Сильные страсти героя также являются часто могучими его врагами. Порою он не может сдержать огненные порывы своего исполинского организма никакими усилиями разума, он обезумевает, выходит из своей нормальной колеи, становится страшным себе и другим. Пылая бешеным и безумным гневом, он убивает собственных детей на горькое горе самому себе. Так и солнце убивает палящим жаром им же порожденных детей, его лучами оживленную растительность.
Жизнь Геракла — ряд великих подвигов и трудов: он убивает немейского льва и лернейскую гидру, он унижается до того, что чистит авгиевы конюшни от многолетней накопленной грязи. И, как солнце, он сходит в царство тьмы и возвращается оттуда победителем смерти.
Невозможно исчислить все трогательные и глубоко значительные мифы, связанные с именем Геракла — освободителя
Прометея, героя, погибшего от любви бесконечно преданной жены Деяниры мучительной смертью, сжегшего себя добровольно на исполинском костре, как солнце сжигает себя в кровавом пламени заката для воскресения и преображения, для нового существования, для ликующего брака с вечной юностью— Гебой.

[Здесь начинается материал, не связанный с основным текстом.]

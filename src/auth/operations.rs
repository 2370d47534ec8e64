use crate::errors::AuthError;
use crate::models::ErrorResponse;
use crate::storage::KeyValueStore;
use crate::transport::{ApiRequest, Transport};
use serde::Serialize;
use serde_json::{Map, Value, json};

const REQUEST_FAILED: &str = "Failed to request magic link";
const VERIFICATION_FAILED: &str = "Failed to verify magic link";
const SYNC_FAILED: &str = "Failed to sync reviews";
const FETCH_FAILED: &str = "Failed to fetch user data";

type Failure = fn(String) -> AuthError;

impl<T: Transport, S: KeyValueStore> super::MagicLinkClient<T, S> {
    /// Asks the backend to email a magic link. Returns the backend's reply unchanged.
    pub async fn request_magic_link(&self, email: &str) -> Result<Value, AuthError> {
        tracing::info!("Requesting magic link for {}", email);
        let request = ApiRequest::post("/auth/request", json!({ "email": email }));
        self.call(request, |message| AuthError::RequestFailed { message }, REQUEST_FAILED)
            .await
    }

    /// Exchanges a magic-link token for a session credential and stores it
    pub async fn verify_magic_link(&self, token: &str) -> Result<Value, AuthError> {
        let failure: Failure = |message| AuthError::VerificationFailed { message };
        let request = ApiRequest::post("/auth/verify", json!({ "token": token }));
        let response = self.call(request, failure, VERIFICATION_FAILED).await?;

        let session_token = response.get("token").and_then(Value::as_str);
        let email = response.get("email").and_then(Value::as_str);
        let (Some(session_token), Some(email)) = (session_token, email) else {
            return Err(failure(
                "Verification response is missing token or email".to_string(),
            ));
        };

        self.save_credential(session_token, email)?;
        tracing::info!("Magic link verified for {}", email);
        Ok(response)
    }

    /// Uploads the caller's reviews. The caller keeps ownership of local review state.
    pub async fn sync_reviews<R>(&self, reviews: &R) -> Result<Value, AuthError>
    where
        R: Serialize + ?Sized,
    {
        let failure: Failure = |message| AuthError::SyncFailed { message };
        let credential = self.get_auth().ok_or(AuthError::NotAuthenticated)?;

        let reviews = serde_json::to_value(reviews)
            .map_err(|e| failure(format!("Failed to encode reviews: {}", e)))?;
        let mut body = Map::new();
        body.insert("reviews".to_string(), reviews);

        let request = ApiRequest::post("/sync", Value::Object(body)).with_bearer(credential.token);
        self.call(request, failure, SYNC_FAILED).await
    }

    /// Fetches the signed-in user's data from the backend
    pub async fn get_user_data(&self) -> Result<Value, AuthError> {
        let credential = self.get_auth().ok_or(AuthError::NotAuthenticated)?;
        let request = ApiRequest::get("/data").with_bearer(credential.token);
        self.call(request, |message| AuthError::FetchFailed { message }, FETCH_FAILED)
            .await
    }

    async fn call(
        &self,
        request: ApiRequest,
        failure: Failure,
        default_message: &str,
    ) -> Result<Value, AuthError> {
        let path = request.path;
        let response = self.transport.execute(request).await.map_err(|e| {
            tracing::warn!("Request to {} failed: {}", path, e);
            failure(e.to_string())
        })?;

        if !response.is_success() {
            let message = error_message(&response.body, default_message);
            tracing::warn!(
                "Backend rejected {} with status {}: {}",
                path,
                response.status,
                message
            );
            return Err(failure(message));
        }

        parse_body(&response.body)
            .map_err(|e| failure(format!("Invalid response from backend: {}", e)))
    }
}

/// Picks the backend's `error` field when present and non-empty, else the per-operation default
fn error_message(body: &str, default_message: &str) -> String {
    serde_json::from_str::<ErrorResponse>(body)
        .ok()
        .and_then(|response| response.error)
        .filter(|message| !message.trim().is_empty())
        .unwrap_or_else(|| default_message.to_string())
}

fn parse_body(body: &str) -> Result<Value, serde_json::Error> {
    if body.trim().is_empty() {
        return Ok(Value::Null);
    }
    serde_json::from_str(body)
}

К этому–то грандиозному образу приступил один из величайших художников мира, друг Александра Македонского — Поликлет.
Его бронзы, составлявшей предмет удивления современников, мы уже не имеем. Но в Неаполитанском музее благоговейно хранится изумительная копия, сделанная в мраморе Гликоном–афинянином и носящая название «Геркулеса Фарнезского».

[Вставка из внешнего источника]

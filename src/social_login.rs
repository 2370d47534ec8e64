use crate::models::MockUser;
use crate::storage::KeyValueStore;
use crate::traits::MessageHandler;

/// Storage key holding the JSON-serialized mock user
pub const USER_KEY: &str = "github_user";

/// Clickable controls the widget can be bound to
#[derive(Debug, Clone, Copy, PartialEq, Eq)]
pub enum Control {
    Login,
    Logout,
}

/// Regions repainted on every state change
#[derive(Debug, Clone, Copy, PartialEq, Eq)]
pub enum Region {
    /// Shown while logged out (holds the login button)
    LoginSection,
    /// Shown while logged in (holds the user label and logout button)
    UserSection,
}

/// UI binding the widget paints into. Controls may be absent.
pub trait LoginView {
    fn has_control(&self, control: Control) -> bool;
    fn set_visible(&mut self, region: Region, visible: bool);
    fn show_user(&mut self, user: Option<&MockUser>);
}

/// Mock GitHub login. No network traffic: login just stores a placeholder user.
pub struct SocialLoginWidget<S, V> {
    store: S,
    view: V,
    current_user: Option<MockUser>,
    login_bound: bool,
    logout_bound: bool,
}

impl<S: KeyValueStore, V: LoginView> SocialLoginWidget<S, V> {
    /// Restores the user from storage, binds whichever controls exist and paints the view
    pub fn new(store: S, view: V) -> Self {
        let current_user = load_user(&store);
        let login_bound = view.has_control(Control::Login);
        let logout_bound = view.has_control(Control::Logout);
        tracing::debug!(
            "Social login widget bound: login={}, logout={}",
            login_bound,
            logout_bound
        );

        let mut widget = SocialLoginWidget {
            store,
            view,
            current_user,
            login_bound,
            logout_bound,
        };
        widget.render();
        widget
    }

    // TODO: replace the placeholder with a real GitHub OAuth exchange
    pub fn login(&mut self) {
        let user = MockUser::placeholder();

        match serde_json::to_string(&user) {
            Ok(json) => {
                if let Err(e) = self.store.set(USER_KEY, &json) {
                    tracing::warn!("Failed to persist mock user: {:?}", e);
                }
            }
            Err(e) => tracing::warn!("Failed to serialize mock user: {}", e),
        }

        tracing::info!("Mock GitHub login as {}", user.username);
        self.current_user = Some(user);
        self.render();
    }

    pub fn logout(&mut self) {
        if let Err(e) = self.store.remove(USER_KEY) {
            tracing::warn!("Failed to remove mock user from storage: {:?}", e);
        }
        self.current_user = None;
        tracing::info!("Mock GitHub logout");
        self.render();
    }

    pub fn is_authenticated(&self) -> bool {
        self.current_user.is_some()
    }

    pub fn get_user(&self) -> Option<&MockUser> {
        self.current_user.as_ref()
    }

    /// Dispatches a control activation. Returns false when the control was
    /// not present at construction and the activation was ignored.
    pub fn handle(&mut self, control: Control) -> bool {
        match control {
            Control::Login if self.login_bound => self.login(),
            Control::Logout if self.logout_bound => self.logout(),
            _ => {
                tracing::debug!("Ignoring {:?}: control is not bound", control);
                return false;
            }
        }
        true
    }

    pub fn view(&self) -> &V {
        &self.view
    }

    fn render(&mut self) {
        let logged_in = self.current_user.is_some();
        self.view.set_visible(Region::LoginSection, !logged_in);
        self.view.set_visible(Region::UserSection, logged_in);
        self.view.show_user(self.current_user.as_ref());
    }
}

fn load_user<S: KeyValueStore>(store: &S) -> Option<MockUser> {
    match store.get(USER_KEY) {
        Ok(Some(json)) => match serde_json::from_str(&json) {
            Ok(user) => Some(user),
            Err(e) => {
                tracing::warn!("Stored mock user is unreadable, ignoring it: {}", e);
                None
            }
        },
        Ok(None) => None,
        Err(e) => {
            tracing::warn!("Failed to read mock user from storage: {:?}", e);
            None
        }
    }
}

/// Terminal rendition of the login view. Both controls are always present.
pub struct TerminalView<'a> {
    messages: &'a dyn MessageHandler,
}

impl<'a> TerminalView<'a> {
    pub fn new(messages: &'a dyn MessageHandler) -> Self {
        TerminalView { messages }
    }
}

impl LoginView for TerminalView<'_> {
    fn has_control(&self, _control: Control) -> bool {
        true
    }

    fn set_visible(&mut self, region: Region, visible: bool) {
        tracing::trace!("{:?} visible={}", region, visible);
    }

    fn show_user(&mut self, user: Option<&MockUser>) {
        match user {
            Some(user) => self
                .messages
                .print(&format!("Logged in to GitHub as {} (@{})", user.name, user.username)),
            None => self.messages.print("Not logged in to GitHub"),
        }
    }
}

Упрекают Гликона в неверном расчете. Он сделал копию точную, и пугающе–колоссальные, гиперболически вздутые мускулы, преувеличенность которых скрадывалась темною бронзой, в белом, отчетливом мраморе выступили, по мнению знатоков, с почти безобразной рельефностью. Быть может. Во всяком случае, это какая–то парадоксальная скульптура. Первое чувство, которое охватывает вас у подножия Геркулеса Фарнезского, — оторопь, пожалуй, довольно неприятная. Пластичная красота спокойствия позы проникает в ваше сознание позднее; чрезмерная мускулатура слишком ошеломляет.
Но, в конце концов, дело не в мускулатуре, как ни изумителен фантастический реализм ее анатомии, — да и не в том спокойствии, каким столь выгодно отличается от тревожной псевдопластики наших современников не только эта статуя, но и всякий шедевр античного искусства. Дело в удивительной идейной концепции ее творца. Наивысшая ценность Геркулеса Фарнезского — это его ценность как философской поэмы в мраморе.
Вы видите перед собою этого исполина, с каким–то ужасом симпатически ощущаете в себе отражение его непомерной силы, чувствуете, что земля должна прогибаться под шагом этих легких в своей мощности ног, вам смутно мерещится сокрушительная сила удара этого кулака, этого бицепса, этого титанического плеча. Идет к этой подавляющей фигуре и массивная палица и шкура убитого чудовища—-льва. И, если вы зайдете с другой стороны, робко взглянете на живую, преисполненную упругой силы спину колосса, вы увидите, что в заложенной назад руке своей он держит золотые яблоки из сада Гесперид, яблоки счастья и бессмертия.
И что же? Доволен ли герой–победитель? Доволен ли величайший из свершителей? Доволен ли символический представитель людей могучего дела, людей неутомимой работы?